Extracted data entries
============

#[cfg(test)]
mod tests {
    use super::*;
    use crate::instruction::AssignKind;
    use crate::variable::Variable;
    use std::collections::BTreeMap;

    fn block_f() -> Graph {
        // F: b := a + 1
        let mut instructions = BTreeMap::new();
        instructions.insert(
            0,
            Instruction::Assign {
                variable: Expression::var("b"),
                expression: Expression::add(Expression::var("a"), Expression::int(1)),
                next: 1,
                kind: AssignKind::Regular,
            },
        );
        Graph::new(
            "F",
            GraphKind::FunctionBlock,
            vec![
                Variable::new("a", DataType::Int, StorageClass::Input),
                Variable::new("b", DataType::Int, StorageClass::Output),
            ],
            instructions,
            0,
            1,
        )
    }

    fn program_p() -> Graph {
        // P: calls f after binding f.a := x
        let mut instructions = BTreeMap::new();
        instructions.insert(
            0,
            Instruction::Assign {
                variable: Expression::field(Expression::var("f"), "a"),
                expression: Expression::var("x"),
                next: 1,
                kind: AssignKind::ParameterIn,
            },
        );
        instructions.insert(
            1,
            Instruction::Call {
                callee: Expression::var("f"),
                goto_intraprocedural: 2,
                goto_interprocedural: 0,
            },
        );
        instructions.insert(
            2,
            Instruction::Assign {
                variable: Expression::var("y"),
                expression: Expression::field(Expression::var("f"), "b"),
                next: 3,
                kind: AssignKind::ParameterOut,
            },
        );
        Graph::new(
            "P",
            GraphKind::Program,
            vec![
                Variable::new("x", DataType::Int, StorageClass::Input),
                Variable::new("f", DataType::Derived { graph: "F".to_string() }, StorageClass::Local),
                Variable::new("y", DataType::Int, StorageClass::Output),
            ],
            instructions,
            0,
            3,
        )
    }

    #[test]
    fn flattening_crosses_instances_in_declaration_order() {
        let program = Program::new(vec![program_p(), block_f()]).unwrap();
        let names: Vec<String> = program
            .flattened_interface(program.main())
            .into_iter()
            .map(|variable| variable.name)
            .collect();
        assert_eq!(names, vec!["P.x", "P.f.a", "P.f.b", "P.y"]);
    }

    #[test]
    fn whole_program_inputs_are_depth_one_inputs() {
        let program = Program::new(vec![program_p(), block_f()]).unwrap();
        let inputs = program.whole_program_inputs();
        assert!(inputs.contains("P.x"));
        // F's input is an instance field, not a whole-program input.
        assert!(!inputs.contains("P.f.a"));
    }

    #[test]
    fn callee_resolution() {
        let program = Program::new(vec![program_p(), block_f()]).unwrap();
        let callee = program.callee(program.main(), &Expression::var("f")).unwrap();
        assert_eq!(callee.name(), "F");
    }

    #[test]
    fn dangling_label_is_fatal() {
        let mut instructions = BTreeMap::new();
        instructions.insert(0, Instruction::Goto { next: 42 });
        let graph = Graph::new("P", GraphKind::Program, vec![], instructions, 0, 1);
        let error = Program::new(vec![graph]).unwrap_err();
        assert!(matches!(error.kind, IrErrorKind::DanglingLabel { target: 42 }));
        assert_eq!(error.graph.as_deref(), Some("P"));
    }

    #[test]
    fn recursion_is_fatal() {
        let make = |name: &str, other: &str| {
            Graph::new(
                name,
                GraphKind::FunctionBlock,
                vec![Variable::new(
                    "inner",
                    DataType::Derived { graph: other.to_string() },
                    StorageClass::Local,
                )],
                BTreeMap::new(),
                0,
                0,
            )
        };
        let main = Graph::new("P", GraphKind::Program, vec![], BTreeMap::new(), 0, 0);
        let error = Program::new(vec![main, make("A", "B"), make("B", "A")]).unwrap_err();
        assert!(matches!(error.kind, IrErrorKind::RecursiveInstantiation { .. }));
    }

    #[test]
    fn real_typed_variables_are_rejected() {
        let graph = Graph::new(
            "P",
            GraphKind::Program,
            vec![Variable::new("r", DataType::Real, StorageClass::Input)],
            BTreeMap::new(),
            0,
            0,
        );
        let error = Program::new(vec![graph]).unwrap_err();
        assert!(matches!(error.kind, IrErrorKind::UnsupportedType { .. }));
    }
}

============

What you are asked to do:
Copy all lines from the data that hold the word "make".

Solved exercise:
        let make = |name: &str, other: &str| {
        let error = Program::new(vec![main, make("A", "B"), make("B", "A")]).unwrap_err();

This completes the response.